OFICJALNIE: Koniec „złotej ery” Herthy. Lars Windhorst sprzedaje udziały w cieniu skandalu
2022-10-05 20:53:59; Aktualizacja: 2 lata temuLars Windhorst poinformował za pośrednictwem wpisu na Facebooku o wyrażeniu chęci do pozbycia się większościowego pakietu akcji w Herthcie. Wszystko to jest efektem ujawnianego skandalu o kulisach usunięcia z klubu prezydenta Wernera Gegenbauera.
W czerwcu 2019 roku rozpoczął się w berlińskim zespole proces związany z przejęciem w nim kontroli przez firmę Tennor Holding BV, ze stojącym na jej czele biznesmenem Larsem Windhorstem.
Niemieckie media informowały wówczas zgodnie, że jesteśmy świadkami największej transakcji w historii Bundesligi, która miała zakończyć się wywindowaniem „Starej Damy” w hierarchii rodzimego futbolu za sprawą dokonania olbrzymich inwestycji.
Przeznaczone od tego czasu astronomiczne 374 milionów euro w przejęcie 64,7 procent akcji i zrealizowane transfery nie przyniosły jednak spodziewanego efektu, ponieważ Hertha walczyła w minionych sezonach tylko o utrzymanie.Popularne
Inwestor czuł olbrzymie zażenowanie taką sytuacją i postanowił w karygodny sposób doprowadzić do obalenia wieloletniego prezydenta klubu Wernera Gegenbauera poprzez wynajęcie izraelskiej firmy Shibumi Strategy Limited, by ta przeprowadziła potajemną operację oczerniającą 72-latka, żeby w ten sposób zmusić go do ustąpienia ze stanowiska zajmowanego od 2008 roku.
Windhorst osiągnął na tym polu pełen sukces, ponieważ wieloletni działacz odszedł z zespołu w maju bieżącego roku.
I zapewne cała skrupulatnie zaplanowana akcja nie ujrzałaby światła dziennego, gdyby wspomniana agencja nie złożyła pozwu do izraelskiego sądu, w którym domaga się otrzymania zapłaty od Tennor Holding BV w wysokości miliona euro za ośmiomiesięczne świadczenie swoich usług oraz czterech milionów euro uzgodnionych słownie za zdyskredytowanie Gegenbauera.
Blisko 46-letni biznesmen zaprzeczał początkowo wszystkiemu, ale w obliczu ujawniania kolejnych szczegółów uznał, że dalsze kontynuowanie wspólnej drogi z Herthą nie ma już sensu i dlatego pragnie w możliwie jak najkrótszym czasie pozbyć się większościowego pakietu akcji.
Przy czym zaznaczył, że jego decyzja nie jest podyktowana medialnymi doniesieniami, a efektami dotychczasowej współpracy z nowym prezydentem drużyny z Berlina.
„Po starannych rozważeniach i ocenie ostatnich trzech miesięcy stwierdzamy niestety, że nie widzę żadnych podstaw i perspektywy do udanej współpracy gospodarczej pomiędzy Tennor Group a Herthą BSC.
Wszystkie rozmowy z nowym prezydentem Kayem Bernsteinem pokazały nam, że istnieje duża różnica między wypowiedziami, a następnie zachowaniem prezydenta.

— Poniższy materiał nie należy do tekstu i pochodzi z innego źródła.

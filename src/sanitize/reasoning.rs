//! Reasoning-span stripping
//!
//! Local reasoning models leak their internal "thinking" into the response,
//! either wrapped in `<think>`/`<thinking>` marker pairs or as bare prose
//! lines. The marker handling is exact; the line-level checks are tuned
//! pattern matches and live here so they can be swapped without touching
//! the rest of the pipeline.

use std::sync::LazyLock;

use regex::Regex;

static OPEN_MARKER: LazyLock<Regex> =
    LazyLock::new(|| Regex::new(r"(?i)<think(?:ing)?>").expect("valid regex"));

static CLOSE_MARKER: LazyLock<Regex> =
    LazyLock::new(|| Regex::new(r"(?i)</think(?:ing)?>").expect("valid regex"));

/// A balanced span: start marker to the nearest following end marker,
/// spanning newlines
static SPAN: LazyLock<Regex> =
    LazyLock::new(|| Regex::new(r"(?is)<think(?:ing)?>.*?</think(?:ing)?>").expect("valid regex"));

/// An unterminated span: start marker with no end marker before end of text
static TRAILING_SPAN: LazyLock<Regex> =
    LazyLock::new(|| Regex::new(r"(?is)<think(?:ing)?>.*\z").expect("valid regex"));

/// Lines that read like leaked reasoning prose
static LEAK_LINE: LazyLock<Regex> = LazyLock::new(|| {
    Regex::new(r"(?i)^\s*(?:think(?:ing)?\b|okay,.*\blet me\b|i need to\b|first,.*\bthen\b)")
        .expect("valid regex")
});

/// Remove reasoning spans and leaked reasoning lines from `text`.
///
/// Balanced marker pairs are removed with their content; an unmatched start
/// marker removes everything from the marker to the end of the text.
#[must_use]
pub fn strip_reasoning(text: &str) -> String {
    let text = SPAN.replace_all(text, " ");
    let text = TRAILING_SPAN.replace_all(&text, "");
    // a stray end marker with no opener is still markup
    let text = CLOSE_MARKER.replace_all(&text, " ");
    text.lines()
        .filter(|line| !LEAK_LINE.is_match(line))
        .collect::<Vec<_>>()
        .join("\n")
}

/// Count of reasoning start markers in `text`
#[must_use]
pub fn open_marker_count(text: &str) -> usize {
    OPEN_MARKER.find_iter(text).count()
}

/// Count of reasoning end markers in `text`
#[must_use]
pub fn close_marker_count(text: &str) -> usize {
    CLOSE_MARKER.find_iter(text).count()
}

/// Whether `text` contains more start markers than end markers
#[must_use]
pub fn has_unterminated_span(text: &str) -> bool {
    open_marker_count(text) > close_marker_count(text)
}

/// Cut `text` at the last unmatched start marker.
///
/// Returns the input unchanged when marker counts balance. Interior
/// unmatched markers are left for [`strip_reasoning`] to consume.
#[must_use]
pub fn truncate_unterminated(text: &str) -> &str {
    if !has_unterminated_span(text) {
        return text;
    }
    OPEN_MARKER
        .find_iter(text)
        .last()
        .map_or(text, |m| &text[..m.start()])
}

#[cfg(test)]
mod tests {
    use super::*;

    #[test]
    fn balanced_span_removed_with_content() {
        let out = strip_reasoning("<think>secret plan</think>Hello there.");
        assert!(!out.contains("secret plan"));
        assert!(out.contains("Hello there."));
    }

    #[test]
    fn span_crosses_newlines() {
        let out = strip_reasoning("<think>line one\nline two</think>Done.");
        assert!(!out.contains("line one"));
        assert_eq!(out.trim(), "Done.");
    }

    #[test]
    fn markers_are_case_insensitive() {
        let out = strip_reasoning("<THINK>loud</THINK>quiet");
        assert!(!out.contains("loud"));
        assert!(out.contains("quiet"));
    }

    #[test]
    fn thinking_variant_recognized() {
        let out = strip_reasoning("<thinking>hmm</thinking>Sure.");
        assert_eq!(out.trim(), "Sure.");
    }

    #[test]
    fn unterminated_span_removes_to_end() {
        let out = strip_reasoning("Before. <think>never closed and on it goes");
        assert_eq!(out.trim(), "Before.");
    }

    #[test]
    fn only_unterminated_span_yields_empty() {
        let out = strip_reasoning("<think>only reasoning here");
        assert!(out.trim().is_empty());
    }

    #[test]
    fn leak_lines_filtered() {
        let text = "Okay, so let me work through this.\nI need to check the date.\nThe answer is four.";
        let out = strip_reasoning(text);
        assert_eq!(out.trim(), "The answer is four.");
    }

    #[test]
    fn plain_text_untouched() {
        let text = "Nothing suspicious here.\nJust two lines.";
        assert_eq!(strip_reasoning(text), text);
    }

    #[test]
    fn stray_close_marker_removed() {
        let out = strip_reasoning("</think>answer text");
        assert_eq!(out.trim(), "answer text");
    }

    #[test]
    fn marker_counting() {
        let raw = "<think>a</think><think>b<think>c";
        assert_eq!(open_marker_count(raw), 3);
        assert_eq!(close_marker_count(raw), 1);
        assert!(has_unterminated_span(raw));
    }

    #[test]
    fn truncate_cuts_at_last_unmatched_marker() {
        let raw = "Hello. <think>dangling";
        assert_eq!(truncate_unterminated(raw), "Hello. ");
    }

    #[test]
    fn truncate_leaves_balanced_text() {
        let raw = "<think>a</think> fine";
        assert_eq!(truncate_unterminated(raw), raw);
    }
}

W żadnym momencie nie było współpracy w istotnych kwestiach rozwoju Herthy. Wszystkie decyzje z ostatnich trzech miesięcy nie były dyskutowane ani nie były głosowane z Tennorem jako członkiem większościowym. O czym usłyszeliśmy w mediach.
Nasza chęć dalszego udzielenia wsparcia finansowego Hertha BSC podczas budowy została odrzucona. Prezydent Kay Bernstein zauważalnie nie jest zainteresowany zaufaniem i poważną współpracą. To również pokazuje obecny poziom debaty nad rzekomym zleceniem izraelskiej agencji podjęcia działań przez Tennor.
Zamiast pracować z nami nad rozwojem klubu, prezydent Bernstein, postanowił dołączyć do grona skazujących nas bez posiadania dowodów. W rozmowie z nami nazwał obecny okres 'przerwą' dla wspólnych działań z Tennorem i Larsem Windhorstem.
W tych warunkach dalsza współpraca na rzecz dobra Herthy jest mało prawdopodobna. Nasze cele ekonomiczne, ale i sportowe są nieosiągalne, a tym samym zniszczona została podstawa naszego zaangażowania. Dlatego kończymy nasze zobowiązanie wobec Herthy i oficjalnie oferujemy stowarzyszeniu odkupienie naszych udziałów większościowych 64,7% w kwocie, za którą zostały zakupione” - napisał Windhorst na Facebooku.